Je retrouvais en lui les traits d’Hildegarde, la préférée de mes reines :
carrure puissante, visage clair, regard d’un bleu embué de violet, rigueur
morale… Toutes les qualités requises pour me succéder. C’est pourquoi sa
présence me paraissait nécessaire.
    La grande nef de
Saint-Pierre était illuminée a giorno dans ce sombre jour d’hiver.
    Les bourrasques de neige venues des lointaines
Abruzzes avaient transformé certains endroits de la ville en villages des
steppes qui me rappelaient mes campagnes hivernales.
    En progressant à pas lents dans la nef, vers
le tombeau de Pierre, Charles, hiératique, se tenait à mon côté, me tenant le
bras. Mon regard parcourait les alignements d’objets d’art que j’avais offerts
aux pontifes les années précédentes. Les bannières ravies à mes ennemis,
suspendues dans les espaces entre les colonnes, tremblotaient dans la chaleur
des cierges. Parmi la foule qui se pressait de part et d’autre de la nef et
jusque dans les chapelles latérales, je n’eus guère de peine à reconnaître
quelques hauts dignitaires religieux, militaires et civils ; j’aurais pu,
tant ma mémoire est bonne, mettre un nom sur chacun d’eux.

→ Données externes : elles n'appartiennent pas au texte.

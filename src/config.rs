use std::path::{Path, PathBuf};
use std::time::Duration;

use anyhow::{bail, Context, Result};
use regex::Regex;
use serde::Deserialize;

use crate::collector::InstanceMeta;

/// Top-level configuration for the sweepline collector.
#[derive(Debug, Deserialize)]
pub struct Config {
    /// Application name used for self-registration. Default: "sweepline".
    #[serde(default = "default_name")]
    pub name: String,

    /// Port this collector registers itself under. Default: 6980.
    #[serde(default = "default_port")]
    pub port: u16,

    /// Host this collector registers itself under. Empty disables
    /// self-registration. Default: "".
    #[serde(default = "default_host_name")]
    pub host_name: String,

    /// Target time between sweep starts. Default: 30s.
    #[serde(default = "default_collection_interval", with = "humantime_serde")]
    pub collection_interval: Duration,

    /// Per-request timeout when polling endpoints. Default: 10s.
    #[serde(default = "default_poll_timeout", with = "humantime_serde")]
    pub poll_timeout: Duration,

    /// Directory holding per-sink writer configuration files.
    #[serde(default = "default_config_dir")]
    pub config_dir: PathBuf,

    /// Connectors that get a per-protocol collection time histogram.
    #[serde(default = "default_protocols")]
    pub protocols: Vec<String>,

    /// Static seed list of endpoints to poll.
    #[serde(default)]
    pub endpoints: Vec<EndpointConfig>,

    /// Prometheus health metrics server configuration.
    #[serde(default)]
    pub health: HealthConfig,

    /// Process memory limits.
    #[serde(default)]
    pub memory: MemoryConfig,

    /// Downstream sink configuration.
    #[serde(default)]
    pub sinks: SinksConfig,
}

/// One statically configured endpoint.
#[derive(Debug, Clone, Deserialize)]
pub struct EndpointConfig {
    pub host: String,
    pub port: u16,
    pub app_name: String,
    /// Default: "json".
    #[serde(default = "default_connector")]
    pub connector: String,
    /// Cloud instance metadata; rollup sinks skip endpoints without it.
    #[serde(default)]
    pub instance: Option<InstanceMeta>,
}

#[derive(Debug, Deserialize)]
pub struct HealthConfig {
    /// Listen address, ":port" binds all interfaces. Default: ":9090".
    #[serde(default = "default_health_addr")]
    pub addr: String,
}

#[derive(Debug, Default, Deserialize)]
pub struct MemoryConfig {
    /// Resident set size above which a warning is logged. 0 disables the check.
    #[serde(default)]
    pub max_rss_bytes: u64,
}

#[derive(Debug, Deserialize)]
pub struct SinksConfig {
    /// How often writer configuration files are checked for changes.
    /// Default: 10s.
    #[serde(default = "default_reload_interval", with = "humantime_serde")]
    pub reload_interval: Duration,

    #[serde(default)]
    pub cost_rollup: CostRollupConfig,

    #[serde(default)]
    pub billing: RollupSinkConfig,

    #[serde(default)]
    pub cloud_metrics: RollupSinkConfig,

    #[serde(default)]
    pub inventory: InventoryConfig,
}

/// Window and channel sizing of a single-snapshot rollup sink.
#[derive(Debug, Clone, Deserialize)]
pub struct RollupSinkConfig {
    /// Rollup window length. Default: 5m.
    #[serde(default = "default_window", with = "humantime_serde")]
    pub window: Duration,

    /// Bounded channel capacity. Default: 10000.
    #[serde(default = "default_channel_capacity")]
    pub channel_capacity: usize,
}

#[derive(Debug, Clone, Deserialize)]
pub struct CostRollupConfig {
    /// Rollup window length. Default: 5m.
    #[serde(default = "default_window", with = "humantime_serde")]
    pub window: Duration,

    /// Bounded channel capacity. Default: 10000.
    #[serde(default = "default_channel_capacity")]
    pub channel_capacity: usize,

    /// Instances per downstream call. Default: 100.
    #[serde(default = "default_max_instances_per_call")]
    pub max_instances_per_call: usize,

    /// File systems per downstream call. Default: 500.
    #[serde(default = "default_max_fs_per_call")]
    pub max_fs_per_call: usize,

    /// How long closed snapshots are kept and resent. Default: 24h.
    #[serde(default = "default_retention", with = "humantime_serde")]
    pub retention: Duration,

    /// Where retained snapshots are persisted. Unset keeps them in memory.
    #[serde(default)]
    pub state_dir: Option<PathBuf>,
}

#[derive(Debug, Clone, Deserialize)]
pub struct InventoryConfig {
    /// Inventory service endpoint. Empty disables the inventory sink.
    #[serde(default)]
    pub endpoint: String,

    /// Data center name sent with every request. Required with `endpoint`.
    #[serde(default)]
    pub data_center: String,

    /// Only hosts matching this regex are exported.
    #[serde(default)]
    pub host_regex: Option<String>,

    /// Records buffered per write. Default: 40.
    #[serde(default = "default_inventory_buffer_size")]
    pub buffer_size: usize,

    /// Sleep after draining the queue. Default: 0s.
    #[serde(default, with = "humantime_serde")]
    pub sleep: Duration,

    /// Request timeout. Default: 30s.
    #[serde(default = "default_inventory_timeout", with = "humantime_serde")]
    pub timeout: Duration,
}

impl InventoryConfig {
    pub fn enabled(&self) -> bool {
        !self.endpoint.is_empty()
    }

    /// Compiles `host_regex`.
    pub fn host_regex(&self) -> Result<Option<Regex>> {
        self.host_regex
            .as_deref()
            .filter(|re| !re.is_empty())
            .map(|re| Regex::new(re).with_context(|| format!("compiling host_regex {re:?}")))
            .transpose()
    }
}

/// Windows are bucketed by whole epoch seconds.
fn check_window(key: &str, window: Duration) -> Result<()> {
    if window.is_zero() {
        bail!("{key} must be positive");
    }
    if window.subsec_nanos() != 0 {
        bail!("{key} {window:?} must be a whole number of seconds");
    }
    Ok(())
}

// --- Default value functions ---

fn default_name() -> String {
    "sweepline".to_string()
}

fn default_port() -> u16 {
    6980
}

fn default_host_name() -> String {
    String::new()
}

fn default_collection_interval() -> Duration {
    Duration::from_secs(30)
}

fn default_poll_timeout() -> Duration {
    Duration::from_secs(10)
}

fn default_config_dir() -> PathBuf {
    PathBuf::from("/etc/sweepline")
}

fn default_protocols() -> Vec<String> {
    vec!["json".to_string()]
}

fn default_connector() -> String {
    "json".to_string()
}

fn default_health_addr() -> String {
    ":9090".to_string()
}

fn default_reload_interval() -> Duration {
    Duration::from_secs(10)
}

fn default_window() -> Duration {
    Duration::from_secs(5 * 60)
}

fn default_channel_capacity() -> usize {
    10_000
}

fn default_max_instances_per_call() -> usize {
    100
}

fn default_max_fs_per_call() -> usize {
    500
}

fn default_retention() -> Duration {
    Duration::from_secs(24 * 60 * 60)
}

fn default_inventory_buffer_size() -> usize {
    40
}

fn default_inventory_timeout() -> Duration {
    Duration::from_secs(30)
}

// --- Default trait impls ---

impl Default for Config {
    fn default() -> Self {
        Self {
            name: default_name(),
            port: default_port(),
            host_name: default_host_name(),
            collection_interval: default_collection_interval(),
            poll_timeout: default_poll_timeout(),
            config_dir: default_config_dir(),
            protocols: default_protocols(),
            endpoints: Vec::new(),
            health: HealthConfig::default(),
            memory: MemoryConfig::default(),
            sinks: SinksConfig::default(),
        }
    }
}

impl Default for HealthConfig {
    fn default() -> Self {
        Self {
            addr: default_health_addr(),
        }
    }
}

impl Default for SinksConfig {
    fn default() -> Self {
        Self {
            reload_interval: default_reload_interval(),
            cost_rollup: CostRollupConfig::default(),
            billing: RollupSinkConfig::default(),
            cloud_metrics: RollupSinkConfig::default(),
            inventory: InventoryConfig::default(),
        }
    }
}

impl Default for RollupSinkConfig {
    fn default() -> Self {
        Self {
            window: default_window(),
            channel_capacity: default_channel_capacity(),
        }
    }
}

impl Default for CostRollupConfig {
    fn default() -> Self {
        Self {
            window: default_window(),
            channel_capacity: default_channel_capacity(),
            max_instances_per_call: default_max_instances_per_call(),
            max_fs_per_call: default_max_fs_per_call(),
            retention: default_retention(),
            state_dir: None,
        }
    }
}

impl Default for InventoryConfig {
    fn default() -> Self {
        Self {
            endpoint: String::new(),
            data_center: String::new(),
            host_regex: None,
            buffer_size: default_inventory_buffer_size(),
            sleep: Duration::ZERO,
            timeout: default_inventory_timeout(),
        }
    }
}

// --- Validation and loading ---

impl Config {
    /// Load configuration from a YAML file.
    pub fn load(path: &Path) -> Result<Self> {
        let data = std::fs::read_to_string(path)
            .with_context(|| format!("reading config file {}", path.display()))?;

        let cfg: Config = serde_yaml::from_str(&data)
            .with_context(|| format!("parsing config file {}", path.display()))?;

        cfg.validate()?;

        Ok(cfg)
    }

    /// Validate the configuration for required fields and consistency.
    pub fn validate(&self) -> Result<()> {
        if self.name.is_empty() {
            bail!("name is required");
        }

        if self.collection_interval.is_zero() {
            bail!("collection_interval must be positive");
        }

        if self.sinks.reload_interval.is_zero() {
            bail!("sinks.reload_interval must be positive");
        }

        let cost = &self.sinks.cost_rollup;
        check_window("sinks.cost_rollup.window", cost.window)?;
        if cost.channel_capacity == 0 {
            bail!("sinks.cost_rollup.channel_capacity must be positive");
        }
        if cost.max_instances_per_call == 0 {
            bail!("sinks.cost_rollup.max_instances_per_call must be at least 1");
        }
        if cost.max_fs_per_call == 0 {
            bail!("sinks.cost_rollup.max_fs_per_call must be at least 1");
        }
        if cost.retention < cost.window {
            bail!(
                "sinks.cost_rollup.retention {:?} must be at least the window {:?}",
                cost.retention,
                cost.window
            );
        }

        for (name, sink) in [
            ("billing", &self.sinks.billing),
            ("cloud_metrics", &self.sinks.cloud_metrics),
        ] {
            check_window(&format!("sinks.{name}.window"), sink.window)?;
            if sink.channel_capacity == 0 {
                bail!("sinks.{name}.channel_capacity must be positive");
            }
        }

        let inventory = &self.sinks.inventory;
        if inventory.enabled() {
            if inventory.data_center.is_empty() {
                bail!("sinks.inventory.data_center is required when sinks.inventory.endpoint is set");
            }
            if inventory.buffer_size == 0 {
                bail!("sinks.inventory.buffer_size must be positive");
            }
            inventory
                .host_regex()
                .context("invalid sinks.inventory.host_regex")?;
        }

        for (i, endpoint) in self.endpoints.iter().enumerate() {
            if endpoint.host.is_empty() {
                bail!("endpoints[{i}].host is required");
            }
            if endpoint.app_name.is_empty() {
                bail!("endpoints[{i}].app_name is required");
            }
            if endpoint
                .instance
                .as_ref()
                .is_some_and(|meta| meta.instance_id.is_empty())
            {
                bail!("endpoints[{i}].instance.instance_id is required");
            }
        }

        Ok(())
    }

    /// Path of a sink's writer configuration file.
    pub fn writer_config_path(&self, sink: &str) -> PathBuf {
        self.config_dir.join(format!("{sink}.yaml"))
    }
}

    L’odeur âcre des centaines de gros cierges qui
balisaient ma progression, s’ajoutant au froid, m’indisposait ; je
grelottais dans ma chlamyde de soie, façon byzantine, bordée de fourrure.
    Après que mon fils et moi nous fûmes
agenouillés devant la confession pour une brève séance de prière, Charles
m’aida à me relever pour me guider jusqu’à l’autel.
    Je dois dire que, quelques heures avant la
cérémonie, j’avais, par humilité, fait déposer ma couronne franque sur le
tombeau de Pierre par un officier de Latran. Le pape s’en saisit et, devant
l’autel, la remit sur ma tête, « au nom du Père, du Fils et du
Saint-Esprit », geste suivi d’une prière générale.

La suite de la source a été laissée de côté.